Each of the records below must be reproduced exactly.
Data to examine Start Marker
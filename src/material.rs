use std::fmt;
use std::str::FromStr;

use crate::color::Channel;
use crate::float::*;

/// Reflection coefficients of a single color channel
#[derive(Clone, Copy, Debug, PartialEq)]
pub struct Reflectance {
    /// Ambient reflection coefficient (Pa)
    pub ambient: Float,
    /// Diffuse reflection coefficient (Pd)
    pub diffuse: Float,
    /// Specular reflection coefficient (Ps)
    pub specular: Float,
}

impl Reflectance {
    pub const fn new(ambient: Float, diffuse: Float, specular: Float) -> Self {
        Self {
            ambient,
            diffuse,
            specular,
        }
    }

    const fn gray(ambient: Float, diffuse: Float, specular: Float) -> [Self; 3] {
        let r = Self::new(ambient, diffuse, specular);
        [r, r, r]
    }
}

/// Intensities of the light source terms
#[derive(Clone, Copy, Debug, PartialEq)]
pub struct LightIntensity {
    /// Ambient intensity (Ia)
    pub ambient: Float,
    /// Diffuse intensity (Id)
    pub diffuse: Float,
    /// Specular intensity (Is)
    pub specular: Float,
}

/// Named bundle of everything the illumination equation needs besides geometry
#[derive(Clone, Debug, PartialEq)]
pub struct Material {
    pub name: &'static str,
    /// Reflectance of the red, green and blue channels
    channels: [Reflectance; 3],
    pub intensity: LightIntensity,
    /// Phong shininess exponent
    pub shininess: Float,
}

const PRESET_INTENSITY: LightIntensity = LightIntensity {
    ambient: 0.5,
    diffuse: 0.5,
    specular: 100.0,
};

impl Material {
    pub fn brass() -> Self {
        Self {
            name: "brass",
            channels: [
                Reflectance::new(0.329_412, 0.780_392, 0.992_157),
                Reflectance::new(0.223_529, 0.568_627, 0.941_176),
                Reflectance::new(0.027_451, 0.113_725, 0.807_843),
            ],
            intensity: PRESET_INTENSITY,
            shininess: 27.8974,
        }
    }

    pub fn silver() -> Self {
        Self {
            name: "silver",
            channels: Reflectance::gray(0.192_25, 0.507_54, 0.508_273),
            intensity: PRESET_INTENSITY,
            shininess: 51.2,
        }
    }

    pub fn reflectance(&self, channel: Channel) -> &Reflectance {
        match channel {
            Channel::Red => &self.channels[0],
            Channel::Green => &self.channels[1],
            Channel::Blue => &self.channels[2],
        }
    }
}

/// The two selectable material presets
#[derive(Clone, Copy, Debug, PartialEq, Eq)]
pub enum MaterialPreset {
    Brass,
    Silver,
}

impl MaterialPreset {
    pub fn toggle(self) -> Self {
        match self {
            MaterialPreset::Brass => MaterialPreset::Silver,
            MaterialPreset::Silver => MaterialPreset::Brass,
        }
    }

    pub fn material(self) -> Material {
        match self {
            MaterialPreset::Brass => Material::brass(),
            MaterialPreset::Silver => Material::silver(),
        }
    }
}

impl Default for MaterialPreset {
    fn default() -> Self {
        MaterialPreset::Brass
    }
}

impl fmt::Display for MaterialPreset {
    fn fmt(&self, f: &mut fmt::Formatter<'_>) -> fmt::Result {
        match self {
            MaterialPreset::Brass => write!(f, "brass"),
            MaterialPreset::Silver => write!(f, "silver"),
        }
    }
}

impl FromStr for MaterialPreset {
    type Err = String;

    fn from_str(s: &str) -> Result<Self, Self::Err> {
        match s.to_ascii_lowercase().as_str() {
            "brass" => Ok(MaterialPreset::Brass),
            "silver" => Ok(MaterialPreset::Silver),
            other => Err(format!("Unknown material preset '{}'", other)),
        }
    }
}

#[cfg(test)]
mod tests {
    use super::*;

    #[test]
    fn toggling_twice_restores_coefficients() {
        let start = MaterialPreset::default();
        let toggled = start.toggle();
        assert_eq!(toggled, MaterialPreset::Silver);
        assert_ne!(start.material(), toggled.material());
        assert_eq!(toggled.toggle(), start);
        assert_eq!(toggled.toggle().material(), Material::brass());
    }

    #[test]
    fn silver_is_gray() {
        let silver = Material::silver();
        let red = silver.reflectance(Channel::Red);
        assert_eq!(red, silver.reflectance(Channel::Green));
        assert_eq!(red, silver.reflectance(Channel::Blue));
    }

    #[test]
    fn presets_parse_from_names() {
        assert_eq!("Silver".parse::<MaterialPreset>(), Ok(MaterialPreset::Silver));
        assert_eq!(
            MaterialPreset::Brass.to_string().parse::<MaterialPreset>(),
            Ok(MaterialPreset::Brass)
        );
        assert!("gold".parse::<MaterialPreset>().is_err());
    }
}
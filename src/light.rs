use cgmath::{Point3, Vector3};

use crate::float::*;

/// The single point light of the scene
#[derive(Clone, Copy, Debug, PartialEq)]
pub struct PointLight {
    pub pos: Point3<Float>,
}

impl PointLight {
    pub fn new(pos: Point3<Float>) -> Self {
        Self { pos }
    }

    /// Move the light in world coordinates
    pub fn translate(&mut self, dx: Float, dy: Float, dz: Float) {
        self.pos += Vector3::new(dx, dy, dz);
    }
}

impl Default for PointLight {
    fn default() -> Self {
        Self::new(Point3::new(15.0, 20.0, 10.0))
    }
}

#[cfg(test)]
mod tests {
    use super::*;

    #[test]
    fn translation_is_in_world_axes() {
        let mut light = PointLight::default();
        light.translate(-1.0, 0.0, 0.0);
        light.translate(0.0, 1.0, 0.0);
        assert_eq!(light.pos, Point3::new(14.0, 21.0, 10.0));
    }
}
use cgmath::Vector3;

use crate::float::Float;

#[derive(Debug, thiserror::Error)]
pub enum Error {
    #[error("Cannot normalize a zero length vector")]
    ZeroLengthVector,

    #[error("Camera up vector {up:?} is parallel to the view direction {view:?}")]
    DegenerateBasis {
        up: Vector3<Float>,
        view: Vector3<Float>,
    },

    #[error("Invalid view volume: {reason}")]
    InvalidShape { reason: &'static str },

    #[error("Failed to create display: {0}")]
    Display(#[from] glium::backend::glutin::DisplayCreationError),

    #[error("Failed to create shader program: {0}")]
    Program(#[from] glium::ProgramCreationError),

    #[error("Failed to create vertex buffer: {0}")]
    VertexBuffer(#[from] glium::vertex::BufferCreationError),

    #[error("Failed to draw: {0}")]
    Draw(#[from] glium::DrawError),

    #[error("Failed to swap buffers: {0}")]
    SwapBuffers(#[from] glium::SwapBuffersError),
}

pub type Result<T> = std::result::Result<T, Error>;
Data to examine End Marker
__Task answer__:
filename src/material.rs
use std::fmt;
use std::str::FromStr;

use crate::color::Channel;
use crate::float::*;

/// Reflection coefficients of a single color channel
#[derive(Clone, Copy, Debug, PartialEq)]
pub struct Reflectance {
    /// Ambient reflection coefficient (Pa)
    pub ambient: Float,
    /// Diffuse reflection coefficient (Pd)
    pub diffuse: Float,
    /// Specular reflection coefficient (Ps)
    pub specular: Float,
}

impl Reflectance {
    pub const fn new(ambient: Float, diffuse: Float, specular: Float) -> Self {
        Self {
            ambient,
            diffuse,
            specular,
        }
    }

    const fn gray(ambient: Float, diffuse: Float, specular: Float) -> [Self; 3] {
        let r = Self::new(ambient, diffuse, specular);
        [r, r, r]
    }
}

/// Intensities of the light source terms
#[derive(Clone, Copy, Debug, PartialEq)]
pub struct LightIntensity {
    /// Ambient intensity (Ia)
    pub ambient: Float,
    /// Diffuse intensity (Id)
    pub diffuse: Float,
    /// Specular intensity (Is)
    pub specular: Float,
}

/// Named bundle of everything the illumination equation needs besides geometry
#[derive(Clone, Debug, PartialEq)]
pub struct Material {
    pub name: &'static str,
    /// Reflectance of the red, green and blue channels
    channels: [Reflectance; 3],
    pub intensity: LightIntensity,
    /// Phong shininess exponent
    pub shininess: Float,
}

const PRESET_INTENSITY: LightIntensity = LightIntensity {
    ambient: 0.5,
    diffuse: 0.5,
    specular: 100.0,
};

impl Material {
    pub fn brass() -> Self {
        Self {
            name: "brass",
            channels: [
                Reflectance::new(0.329_412, 0.780_392, 0.992_157),
                Reflectance::new(0.223_529, 0.568_627, 0.941_176),
                Reflectance::new(0.027_451, 0.113_725, 0.807_843),
            ],
            intensity: PRESET_INTENSITY,
            shininess: 27.8974,
        }
    }

    pub fn silver() -> Self {
        Self {
            name: "silver",
            channels: Reflectance::gray(0.192_25, 0.507_54, 0.508_273),
            intensity: PRESET_INTENSITY,
            shininess: 51.2,
        }
    }

    pub fn reflectance(&self, channel: Channel) -> &Reflectance {
        match channel {
            Channel::Red => &self.channels[0],
            Channel::Green => &self.channels[1],
            Channel::Blue => &self.channels[2],
        }
    }
}

/// The two selectable material presets
#[derive(Clone, Copy, Debug, PartialEq, Eq)]
pub enum MaterialPreset {
    Brass,
    Silver,
}

impl MaterialPreset {
    pub fn toggle(self) -> Self {
        match self {
            MaterialPreset::Brass => MaterialPreset::Silver,
            MaterialPreset::Silver => MaterialPreset::Brass,
        }
    }

    pub fn material(self) -> Material {
        match self {
            MaterialPreset::Brass => Material::brass(),
            MaterialPreset::Silver => Material::silver(),
        }
    }
}

impl Default for MaterialPreset {
    fn default() -> Self {
        MaterialPreset::Brass
    }
}

impl fmt::Display for MaterialPreset {
    fn fmt(&self, f: &mut fmt::Formatter<'_>) -> fmt::Result {
        match self {
            MaterialPreset::Brass => write!(f, "brass"),
            MaterialPreset::Silver => write!(f, "silver"),
        }
    }
}

impl FromStr for MaterialPreset {
    type Err = String;

    fn from_str(s: &str) -> Result<Self, Self::Err> {
        match s.to_ascii_lowercase().as_str() {
            "brass" => Ok(MaterialPreset::Brass),
            "silver" => Ok(MaterialPreset::Silver),
            other => Err(format!("Unknown material preset '{}'", other)),
        }
    }
}

#[cfg(test)]
mod tests {
    use super::*;

    #[test]
    fn toggling_twice_restores_coefficients() {
        let start = MaterialPreset::default();
        let toggled = start.toggle();
        assert_eq!(toggled, MaterialPreset::Silver);
        assert_ne!(start.material(), toggled.material());
        assert_eq!(toggled.toggle(), start);
        assert_eq!(toggled.toggle().material(), Material::brass());
    }

    #[test]
    fn silver_is_gray() {
        let silver = Material::silver();
        let red = silver.reflectance(Channel::Red);
        assert_eq!(red, silver.reflectance(Channel::Green));
        assert_eq!(red, silver.reflectance(Channel::Blue));
    }

    #[test]
    fn presets_parse_from_names() {
        assert_eq!("Silver".parse::<MaterialPreset>(), Ok(MaterialPreset::Silver));
        assert_eq!(
            MaterialPreset::Brass.to_string().parse::<MaterialPreset>(),
            Ok(MaterialPreset::Brass)
        );
        assert!("gold".parse::<MaterialPreset>().is_err());
    }
}
filename src/light.rs
use cgmath::{Point3, Vector3};

use crate::float::*;

/// The single point light of the scene
#[derive(Clone, Copy, Debug, PartialEq)]
pub struct PointLight {
    pub pos: Point3<Float>,
}

impl PointLight {
    pub fn new(pos: Point3<Float>) -> Self {
        Self { pos }
    }

    /// Move the light in world coordinates
    pub fn translate(&mut self, dx: Float, dy: Float, dz: Float) {
        self.pos += Vector3::new(dx, dy, dz);
    }
}

impl Default for PointLight {
    fn default() -> Self {
        Self::new(Point3::new(15.0, 20.0, 10.0))
    }
}

#[cfg(test)]
mod tests {
    use super::*;

    #[test]
    fn translation_is_in_world_axes() {
        let mut light = PointLight::default();
        light.translate(-1.0, 0.0, 0.0);
        light.translate(0.0, 1.0, 0.0);
        assert_eq!(light.pos, Point3::new(14.0, 21.0, 10.0));
    }
}
use cgmath::Vector3;

use crate::float::Float;

#[derive(Debug, thiserror::Error)]
pub enum Error {
    #[error("Cannot normalize a zero length vector")]
    ZeroLengthVector,

    #[error("Camera up vector {up:?} is parallel to the view direction {view:?}")]
    DegenerateBasis {
        up: Vector3<Float>,
        view: Vector3<Float>,
    },

    #[error("Invalid view volume: {reason}")]
    InvalidShape { reason: &'static str },

    #[error("Failed to create display: {0}")]
    Display(#[from] glium::backend::glutin::DisplayCreationError),

    #[error("Failed to create shader program: {0}")]
    Program(#[from] glium::ProgramCreationError),

    #[error("Failed to create vertex buffer: {0}")]
    VertexBuffer(#[from] glium::vertex::BufferCreationError),

    #[error("Failed to draw: {0}")]
    Draw(#[from] glium::DrawError),

    #[error("Failed to swap buffers: {0}")]
    SwapBuffers(#[from] glium::SwapBuffersError),
}

pub type Result<T> = std::result::Result<T, Error>;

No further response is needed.